Let us approach the question from another side, that of prices. Whenever the charges imposed by monopolistic concerns upon their products are higher than those that would have prevailed under competition, the surplus gains are obviously to that extent not due to superior efficiency. They have their source in the arbitrarily made prices. The Final Report of the United States Industrial Commission, which was made at the beginning of the year 1902, declared that, "in most cases the combination has exerted an appreciable power over prices, and in practically all cases it has increased the margin between raw materials and finished products."[171] Since the cost of production had decreased during the preceding decade, this increase in the margin, and the ensuing increased profits, necessarily involved an increase in prices to the consumer. Taking the period of 1897-1910, and comparing the movement of prices between eighteen important trust-controlled products, and the same number of important commodities not produced by monopolistic concerns, Professor Meade concluded that the former were sold at a "much lower" relative level than the latter.[172] His computations were based upon figures compiled by the Bureau of Labour. According to the Commissioner of Corporations, the Standard Oil Company "has taken advantage of its monopoly power to extort prices much higher than would have existed under free competition."[173] The same authority shows that the American Tobacco Company used its power to obtain considerably more than competitive prices on some of its products.[174] Excessive prices, as measured by the standards of competition, were also established by the United States Steel Corporation, the American Sugar Refining Company, and the combinations in meat packing and in lumber.[175]
A safe statement would probably be that the greater part of the surplus gains of the most conspicuous American monopolies have been due to excessive prices rather than to economies of production.
Let us turn from the subject of unjust monopoly gains to that of unfair methods used by the great combinations toward their competitors. These methods are mainly three: discriminative underselling, exclusive-selling contracts, and advantages in transportation.

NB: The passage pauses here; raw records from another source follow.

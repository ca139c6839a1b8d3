//! End-to-end compatibility scenarios.
//!
//! Drives the scorer and service through the public API:
//! - The three reference candidates against a digital identity-erasure target
//! - Ranking determinism across input orders
//! - Config-driven rule extension (denylist, keywords, domains)

// Integration tests use expect/unwrap for simplicity - panics are acceptable in tests
#![allow(clippy::expect_used, clippy::unwrap_used)]

use std::sync::Arc;
use taleprint::services::compatibility::rank;
use taleprint::{
    Candidate, CanonicalFingerprint, Category, CompatibilityScorer, CompatibilityService,
    Registry, RejectReason, TaleprintConfig, Tier, WarningKind,
};

const TARGET: &str = "setting=digital,fear=identity_erasure,antagonist=technology,mechanism=impersonation,twist=self_is_monster";

fn fp(s: &str) -> CanonicalFingerprint {
    s.parse().expect("valid fingerprint")
}

fn default_scorer() -> CompatibilityScorer {
    CompatibilityScorer::new(&TaleprintConfig::default()).unwrap()
}

// ============================================================================
// Reference scenario
// ============================================================================

#[test]
fn test_candidate_a_exact_match_is_perfect() {
    let target = fp(TARGET);
    let a = Candidate::new("A", Category::Technology, target);

    let verdict = default_scorer().score(&target, &a, &[]).unwrap();
    assert_eq!(verdict.tier, Tier::Perfect);
    assert!((verdict.score - 5.0).abs() < f32::EPSILON);
    assert!(verdict.warnings.is_empty());
    assert!(!verdict.hard_block);
}

#[test]
fn test_candidate_b_two_mismatches_is_accepted_with_two_warnings() {
    let target = fp(TARGET);
    let b = Candidate::new(
        "B",
        Category::Technology,
        fp("setting=digital,fear=identity_erasure,antagonist=technology,mechanism=observation,twist=watcher_revealed"),
    );

    let verdict = default_scorer().score(&target, &b, &[]).unwrap();
    assert!(verdict.is_accepted());
    assert_eq!(verdict.tier, Tier::Acceptable);
    assert!((verdict.score - 3.0).abs() < f32::EPSILON);
    assert_eq!(verdict.warnings.len(), 2);
    assert_eq!(verdict.warning_count(WarningKind::DimensionMismatch), 2);
}

#[test]
fn test_candidate_c_fear_only_difference_is_hard_blocked() {
    let target = fp(TARGET);
    let c = Candidate::new(
        "C",
        Category::Technology,
        fp("setting=digital,fear=surveillance,antagonist=technology,mechanism=impersonation,twist=self_is_monster"),
    );

    let verdict = default_scorer().score(&target, &c, &[]).unwrap();
    assert_eq!(verdict.tier, Tier::Rejected);
    assert!(verdict.hard_block);
    assert!(verdict.has_reason(RejectReason::CoreFearMismatch));
    assert_eq!(verdict.block_reasons, vec!["core_fear_mismatch"]);
}

#[test]
fn test_service_ranks_reference_candidates() {
    let registry = Arc::new(Registry::in_memory());
    let service = CompatibilityService::new(default_scorer(), Arc::clone(&registry));
    let target = fp(TARGET);
    let candidates = vec![
        Candidate::new(
            "C",
            Category::Technology,
            fp("setting=digital,fear=surveillance,antagonist=technology,mechanism=impersonation,twist=self_is_monster"),
        ),
        Candidate::new(
            "B",
            Category::Technology,
            fp("setting=digital,fear=identity_erasure,antagonist=technology,mechanism=observation,twist=watcher_revealed"),
        ),
        Candidate::new("A", Category::Technology, target),
    ];

    let ranked = service.evaluate_many(&target, &candidates, &[]).unwrap();
    let ids: Vec<&str> = ranked.iter().map(|r| r.id.as_str()).collect();
    assert_eq!(ids, vec!["A", "B"]);

    assert_eq!(registry.len(), 3);
    let stored = registry.get(&"C".into()).unwrap();
    assert_eq!(stored.last_outcome, Some(Tier::Rejected));
}

// ============================================================================
// Rejection precedence
// ============================================================================

#[test]
fn test_category_filter_runs_before_everything() {
    let target = fp(TARGET);
    let c = Candidate::new("x", Category::History, target).with_avoid_rules(["no online stories"]);

    let verdict = default_scorer()
        .score(&target, &c, &[Category::Technology])
        .unwrap();
    assert_eq!(verdict.block_reasons, vec!["category_mismatch"]);
    assert!(verdict.warnings.is_empty());
}

#[test]
fn test_avoid_conflict_overrides_good_tier() {
    let target = fp(TARGET);
    let c = Candidate::new(
        "x",
        Category::Technology,
        fp("setting=digital,fear=identity_erasure,antagonist=technology,mechanism=impersonation,twist=cyclical"),
    )
    .with_avoid_rules(["Avoid pairing with doppelganger plots", "keep it short"]);

    let verdict = default_scorer().score(&target, &c, &[]).unwrap();
    assert_eq!(verdict.tier, Tier::Rejected);
    assert!(!verdict.hard_block);
    assert!(verdict.has_reason(RejectReason::ExplicitAvoidConflict));
    assert_eq!(verdict.warning_count(WarningKind::AvoidConflict), 1);
    assert_eq!(verdict.warning_count(WarningKind::UnparsedConstraint), 1);
}

#[test]
fn test_denylisted_antagonists_block_even_with_wildcards_elsewhere() {
    let target = fp("setting=any,fear=mortality,antagonist=supernatural,mechanism=any,twist=any");
    let c = Candidate::new(
        "x",
        Category::Folklore,
        fp("setting=any,fear=mortality,antagonist=institution,mechanism=any,twist=any"),
    );
    let verdict = default_scorer().score(&target, &c, &[]).unwrap();
    assert!(verdict.hard_block);
    assert_eq!(verdict.block_reasons, vec!["exclusive_antagonist_pair"]);
}

// ============================================================================
// Determinism
// ============================================================================

#[test]
fn test_ranking_is_independent_of_input_order() {
    let scorer = default_scorer();
    let target = fp(TARGET);
    let candidates = [
        Candidate::new("m", Category::Technology, target),
        Candidate::new("k", Category::Technology, target),
        Candidate::new(
            "q",
            Category::Technology,
            fp("setting=any,fear=identity_erasure,antagonist=technology,mechanism=impersonation,twist=self_is_monster"),
        ),
        Candidate::new(
            "b",
            Category::Technology,
            fp("setting=digital,fear=identity_erasure,antagonist=any,mechanism=any,twist=self_is_monster"),
        ),
    ];

    let forward: Vec<String> = rank(
        candidates
            .iter()
            .map(|c| (c.id.clone(), scorer.score(&target, c, &[]).unwrap())),
    )
    .into_iter()
    .map(|r| r.id.to_string())
    .collect();
    let backward: Vec<String> = rank(
        candidates
            .iter()
            .rev()
            .map(|c| (c.id.clone(), scorer.score(&target, c, &[]).unwrap())),
    )
    .into_iter()
    .map(|r| r.id.to_string())
    .collect();

    assert_eq!(forward, backward);
    assert_eq!(forward, vec!["k", "m", "q", "b"]);
}

// ============================================================================
// Configuration-driven rules
// ============================================================================

#[test]
fn test_config_extends_denylist_and_keywords() {
    let config = TaleprintConfig::from_toml(
        r#"
        [rules]
        antagonist_denylist = [["creature", "technology"]]

        [rules.avoid_keywords]
        "mechanism.impersonation" = ["skinwalker"]
        "#,
    )
    .unwrap()
    .validated()
    .unwrap();
    let scorer = CompatibilityScorer::new(&config).unwrap();
    let target = fp(TARGET);

    let creature = Candidate::new(
        "x",
        Category::Folklore,
        fp("setting=digital,fear=identity_erasure,antagonist=creature,mechanism=impersonation,twist=self_is_monster"),
    );
    let verdict = scorer.score(&target, &creature, &[]).unwrap();
    assert!(verdict.has_reason(RejectReason::ExclusiveAntagonistPair));

    let skinwalker = Candidate::new("y", Category::Folklore, target)
        .with_avoid_rules(["no skinwalker stories"]);
    let verdict = scorer.score(&target, &skinwalker, &[]).unwrap();
    assert!(verdict.has_reason(RejectReason::ExplicitAvoidConflict));
}

#[test]
fn test_disabled_domain_value_is_validation_error() {
    let config = TaleprintConfig::from_toml(
        r#"
        [rules.domains]
        twist = ["any", "cyclical"]
        "#,
    )
    .unwrap();
    let scorer = CompatibilityScorer::new(&config).unwrap();
    let target = fp(TARGET);
    let result = scorer.score(&target, &Candidate::new("x", Category::Story, target), &[]);
    assert!(matches!(result, Err(taleprint::Error::Validation { .. })));
}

_Discriminative Underselling_
The first of these practices is exemplified when a monopoly sells its goods at unprofitably low rates in competitive territory, while maintaining higher prices elsewhere; and when it offers at very low prices those kinds of goods which are handled by competitors, while holding at excessively high prices the kinds of commodities over which it has exclusive control. Both forms of the practice seem to have been extensively used by most of the monopolistic concerns of America.[176] The Standard Oil Company has been perhaps the most conspicuous offender in this field.[177] This practice is unjust because it violates the fundamental moral principle that a man has a right to pursue a lawful good without hindrance through illicit means. Among the illicit means enumerated by the moral theologians are force, fraud, deception, lying, slander, intimidation, and extortion.[178]
The illicit means employed in discriminative underselling are chiefly extortion and deception. If the very low prices at which the monopoly sells in the field which contains competitors were maintained outside of that field also, and if they were continued not merely until the independent concerns were driven out of business, but indefinitely afterward, no injustice would be done the latter. For no man has a natural right to any particular business. If a powerful concern can eliminate competitors through low prices made possible by superior efficiency, the competitors are not unjustly treated. They have no more just cause of complaint than the inefficient grocer whose custom is attracted from him by other and more efficient merchants. The offence is at the worst contrary to charity. But when the monopoly maintains the low and competition-eliminating prices only locally and temporarily, when it is enabled to establish and continue these prices only because it sells its goods at extortionate rates elsewhere, the latter prices are evidently the instrument or means by which the competitors are injured and eliminated. In that case the monopoly violates the right of the competitors to pursue a lawful good immune from unfair interference. The lawful good is a livelihood from this kind of business; and the illicit interference is the unjust prices maintained outside the competitive field.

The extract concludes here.